Digital technology, despite its seeming ubiquity, has only just begun to penetrate industries. As it continues its advance, the implications for revenues, profits, and opportunities will be dramatic.
If your company gets digital, you’ve got a digital marketing strategy and you’ve gone social, that’s it surely? Unfortunately, no. A recent McKinsey report concludes that businesses need a companywide strategic shift to make digital pay.
Fairway Consulting offer an integrated company-wide digital assessment to ensure that your company doesn’t get left behind and you can realise the opportunities that digital offers.


In this day and age, it’s easy to assume that the economy’s digitalisation is already far advanced. However, on average, industries are less than 40 per cent digitised, despite the relatively deep penetration of these technologies in media, retail and hi-tech.
Recent research from McKinsey has shown that companies must act decisively to survive, whether through the creation of new digital businesses or by reinventing the core of today’s strategic, operational, and organisational approaches.

More digitalisation — and performance pressure — ahead

Through reducing economic friction, digitalisation enables competition that, in turn, pressures revenue and profit growth. And there’s more pressure ahead, as digital penetration deepens.

That economic pressure will make it increasingly critical for executives to pay careful heed to where—and not just how—they compete, and to monitor closely the return on their digital investments.

McKinsey’s study suggests that some companies are investing in the wrong places, or investing too much (or too little) in the right ones — or simply that their returns on digital investments are being competed away or transferred to consumers. On the other hand, the fact that high performers exist in every industry indicates that some companies are getting it right.

Where to make your digital investments

Improving the ROI of digital investments requires precise targeting along the dimensions where digitalisation is proceeding. Digital has widely expanded the number of available investment options, and simply spreading the same amount of resources across them is a losing proposition.

Distribution channels and marketing have been the primary focus of digital strategies and investments thus far. However, this critical dimension is increasing just par for staying in the game, it is now no longer enough to just be doing this. Companies are overlooking emerging opportunities, such as those in supply chains, that are likely to have a major influence on future revenues and profits.
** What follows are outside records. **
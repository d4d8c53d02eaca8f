//! Token lifecycle management: validation probe, refresh, and the
//! interactive PKCE authorization flow with a local callback listener.

use crate::client::PlaybackApi;
use crate::credentials::{CredentialHandle, CredentialStore, Credentials};
use crate::error::{ApiError, AuthError};
use crate::pkce::generate_pkce;
use axum::{extract::Query, response::Html, routing::get, Router};
use serde::Deserialize;
use std::net::SocketAddr;
use std::sync::Arc;
use std::time::Duration;
use tokio::sync::{oneshot, Mutex, RwLock};
use tracing::{info, warn};
use verseglass_core::{EventBus, PlayerEvent, SpotifyConfig};

/// Spotify authorization endpoint
const AUTHORIZE_URL: &str = "https://accounts.spotify.com/authorize";

/// Spotify token endpoint (code and refresh exchange)
const TOKEN_URL: &str = "https://accounts.spotify.com/api/token";

/// Scopes needed for playback and queue polling
const SCOPES: &str = "user-read-playback-state user-read-currently-playing user-read-playback-position";

/// Timeout for the interactive callback (10 minutes)
const CALLBACK_TIMEOUT: Duration = Duration::from_secs(600);

/// Timeout for token endpoint requests
const TOKEN_REQUEST_TIMEOUT: Duration = Duration::from_secs(10);

/// Manages credential acquisition, validation, refresh, and persistence.
///
/// Sole writer of the shared [`CredentialHandle`]: credentials are always
/// replaced wholesale and persisted after every mutation.
pub struct TokenManager {
    client_id: String,
    redirect_uri: String,
    token_url: String,
    http: reqwest::Client,
    credentials: CredentialHandle,
    store: CredentialStore,
    bus: EventBus,
    /// Held for the duration of an interactive flow; guarantees a single
    /// callback listener per port.
    flow_guard: Mutex<()>,
}

/// Token endpoint response for both code and refresh exchanges.
#[derive(Debug, Deserialize)]
struct TokenResponse {
    access_token: String,
    refresh_token: Option<String>,
}

/// Query parameters of the authorization redirect
#[derive(Debug, Deserialize)]
struct CallbackParams {
    code: Option<String>,
    error: Option<String>,
}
McKinsey’s study found that the most successful companies are being bold in the magnitude and scope of their investments. The more aggressively they respond to the digitalisation of their industries across the board — up to and including initiating digital disruption — the better the effect on their projected revenue and profit growth.

Being a digital winner

Digital winners tightly integrate their digital and business strategies. They don’t cherry pick to digitalise silos within their company. Instead, they respond to digitalisation by changing their corporate strategies significantly. They invest more, and more broadly and boldly than other companies do.